Tuesday, April 21, 2009

David Byrne

PLAYING THE BUILDING
this is pretty rad, i was reminded of it today, it's a pretty interesting concept, David Byrne is one of those guys that just seem to get more creative with age.

Monday, April 13, 2009

Chronophotography







These are from a man from the 19th century called Etienne-Jules Marey. He was one of the pioneers of Chronophotography:

Chronophotography is a Victorian application of science (the study of movement, and art photography). It is the technique precursor to cinematography. The word is from the Greek 'chronos' and photography, "pictures of time."Chronophotography is divided into two separate processes: Motography (continuous exposure of the subject) and Strobophotography (intermittent exposure of the subject).


People like Duchamp took it up later on, and as you can see, his 'nude descending a staircase' was a reference to this type of photography. The image below is by someone called Eadweard Muybridge, who was a pioneer of using multiple cameras to capture an image during the 19th century,



he also did horses, and proved that galloping horses for a time always had four legs on the ground.


Sunday, April 12, 2009

Dada Film

I have been reading up about dada film, here is a quote from the internet:

Dada-related films have several characteristics in common: they disrupt viewer expectations of a conventional narrative, use cinematic defamiliarization of social reality to undermine the norms and code of social convention, and are constantly pointing to the film apparatus as an illusion-producing machine.
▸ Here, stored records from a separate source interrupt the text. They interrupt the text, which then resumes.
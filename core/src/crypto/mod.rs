//! # Hashing Primitives
//!
//! The decision core treats every choice as an opaque [`crate::id::Id`] —
//! a 32-byte content hash. This module is the one place that hash function
//! lives, so a future change of primitive (should one ever be needed) stays
//! a one-file diff.
//!
//! We use BLAKE3 exclusively: fast on every platform that matters, and
//! `derive_key` gives us free, correct domain separation for round-seed
//! derivation without hand-rolled prefixing.

pub mod hash;

pub use hash::{blake3_hash, blake3_hash_multi, domain_separated_hash};
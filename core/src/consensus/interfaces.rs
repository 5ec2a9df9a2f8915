//! # Capability Interfaces
//!
//! The engine driver never names a concrete VM, sender, validator set, or
//! clock implementation — it is built generically against these traits,
//! supplied at construction by whatever binary embeds the core. Metrics is
//! the one exception worth calling out: it is synchronous by design, since
//! recording a counter increment must never itself become a suspension
//! point inside the driver's critical section.
//!
//! `Vm`, `Sender`, and `ValidatorSet` use [`async_trait`] because their
//! real implementations cross an I/O boundary (storage, the network). Per
//! the concurrency model, only the potentially long calls are async —
//! `Vm::set_preference` and `Vm::last_accepted` stay synchronous
//! notification-style calls the driver can invoke from inside its
//! critical section.

use std::collections::HashMap;
use std::time::{Duration, Instant};

use async_trait::async_trait;

use crate::consensus::chain::Block;
use crate::consensus::bootstrap::NodeId;
use crate::id::Id;

/// A subnet identifier. Distinct type alias from [`NodeId`] purely for
/// readability at call sites; both are [`Id`]s under the hood.
pub type SubnetId = Id;

/// An outstanding request's correlation id, chosen by the driver.
pub type RequestId = u64;

/// Errors surfaced by a [`Vm`] implementation.
#[derive(Debug, Clone, thiserror::Error)]
pub enum VmError {
    /// The VM rejected a block during verification.
    #[error("block verification failed: {0}")]
    VerificationFailed(String),
    /// The VM could not parse the given bytes into a block.
    #[error("block parse failed: {0}")]
    ParseFailed(String),
    /// The named block is not known to the VM.
    #[error("unknown block")]
    UnknownBlock,
    /// The VM's `accept`/`reject` callback failed. Per the governing error
    /// model this is fatal to the engine lifecycle.
    #[error("vm callback failed: {0}")]
    CallbackFailed(String),
}

/// The block/vertex application collaborator. Block storage, execution,
/// and payload semantics all live behind this trait.
#[async_trait]
pub trait Vm: Send + Sync {
    /// Build a new block extending the VM's current preference.
    fn build_block(&self) -> Result<Block, VmError>;

    /// Parse wire bytes into a block the chain driver can place in the
    /// forest.
    fn parse_block(&self, bytes: &[u8]) -> Result<Block, VmError>;

    /// Fetch a previously seen block by id.
    fn get_block(&self, id: Id) -> Result<Block, VmError>;

    /// Notify the VM of the chain driver's current preferred tip. A
    /// notification-style call, always invoked synchronously.
    fn set_preference(&self, id: Id);

    /// The VM's last accepted block id, consulted on engine startup.
    fn last_accepted(&self) -> Id;

    /// Irrevocably apply `block`. Invoked outside the driver's critical
    /// section, strictly in ascending height order.
    async fn accept(&self, block: &Block) -> Result<(), VmError>;

    /// Irrevocably discard `block` and its subtree.
    async fn reject(&self, block: &Block) -> Result<(), VmError>;

    /// Validate `block` before it is admitted to the forest.
    async fn verify(&self, block: &Block) -> Result<(), VmError>;
}

/// Errors surfaced by a [`Sender`] implementation. Per the governing
/// error model these are downgraded by the driver to an unsuccessful
/// poll rather than propagated.
#[derive(Debug, Clone, thiserror::Error)]
#[error("send failed: {0}")]
pub struct SendError(pub String);

/// The outbound networking collaborator.
#[async_trait]
pub trait Sender: Send + Sync {
    /// Ask `to` which block they prefer, by id.
    async fn send_pull_query(&self, to: &[NodeId], request_id: RequestId, block_id: Id) -> Result<(), SendError>;

    /// Push a full block to `to` and ask for their resulting preference.
    async fn send_push_query(&self, to: &[NodeId], request_id: RequestId, bytes: Vec<u8>) -> Result<(), SendError>;

    /// Ask `to` for their accepted frontier (bootstrap phase 1).
    async fn send_get_accepted_frontier(&self, to: &[NodeId], request_id: RequestId) -> Result<(), SendError>;

    /// Ask `to` to confirm which of `ids` they consider accepted
    /// (bootstrap phase 2).
    async fn send_get_accepted(&self, to: &[NodeId], request_id: RequestId, ids: Vec<Id>) -> Result<(), SendError>;
}

/// Errors surfaced by a [`ValidatorSet`] implementation.
#[derive(Debug, Clone, thiserror::Error)]
#[error("validator set query failed: {0}")]
pub struct ValidatorSetError(pub String);

/// The validator membership and stake-weight collaborator.
#[async_trait]
pub trait ValidatorSet: Send + Sync {
    /// The validator set (and their weights) for `subnet_id` as of
    /// `at_height`.
    async fn get_validators(
        &self,
        at_height: u64,
        subnet_id: SubnetId,
    ) -> Result<HashMap<NodeId, u64>, ValidatorSetError>;

    /// The total stake weight backing `subnet_id`.
    async fn total_weight(&self, subnet_id: SubnetId) -> Result<u64, ValidatorSetError>;

    /// Draw `k` validators for `subnet_id`, weighted by stake.
    async fn sample(&self, subnet_id: SubnetId, k: usize) -> Result<Vec<NodeId>, ValidatorSetError>;
}

/// The time collaborator. Abstracted so the driver's timeout and
/// round-seed logic can be driven deterministically in tests.
#[async_trait]
pub trait Clock: Send + Sync {
    /// The current instant.
    fn now(&self) -> Instant;

    /// Resolve once `duration` has elapsed.
    async fn after(&self, duration: Duration);
}

/// The metrics collaborator. Always synchronous — recording an
/// observation must never be a suspension point.
pub trait Metrics: Send + Sync {
    /// A poll round was issued.
    fn record_poll_started(&self);
    /// A poll round collected enough chits to update the chain.
    fn record_poll_successful(&self);
    /// A poll round failed (network error, timeout, or empty quorum).
    fn record_poll_failed(&self);
    /// Observe the duration of a named pipeline stage (`"sample"`,
    /// `"send"`, `"tally"`, `"record_poll"`, ...).
    fn observe_stage_duration(&self, stage: &str, duration: Duration);
}

#[cfg(test)]
mod tests {
    use super::*;

    // Compile-time object-safety checks: every capability trait must be
    // usable as `dyn Trait` behind the driver's injected references.
    fn _assert_vm_object_safe(_: &dyn Vm) {}
    fn _assert_sender_object_safe(_: &dyn Sender) {}
    fn _assert_validator_set_object_safe(_: &dyn ValidatorSet) {}
    fn _assert_clock_object_safe(_: &dyn Clock) {}
    fn _assert_metrics_object_safe(_: &dyn Metrics) {}
}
The difference between Dada and Surrealist films lies in their different strategies of defamiliarizing social reality. Surrealist filmmakers largely rely on conventional cinematography as a means to draw the viewer into the reality produced by the film. However, Dada films work to keep the viewer at a distance, which accounts for the viewer not being deeply disturbed by the film.

La Coquille Et Le Clergyman with music by Swans

the screenplay is by Antonin Artaud



Also David Lynch has done some pretty amazing short films, one of my favourite being The Grandmother, a film where a kid who has a hard time from his parents grows himself a grandmother.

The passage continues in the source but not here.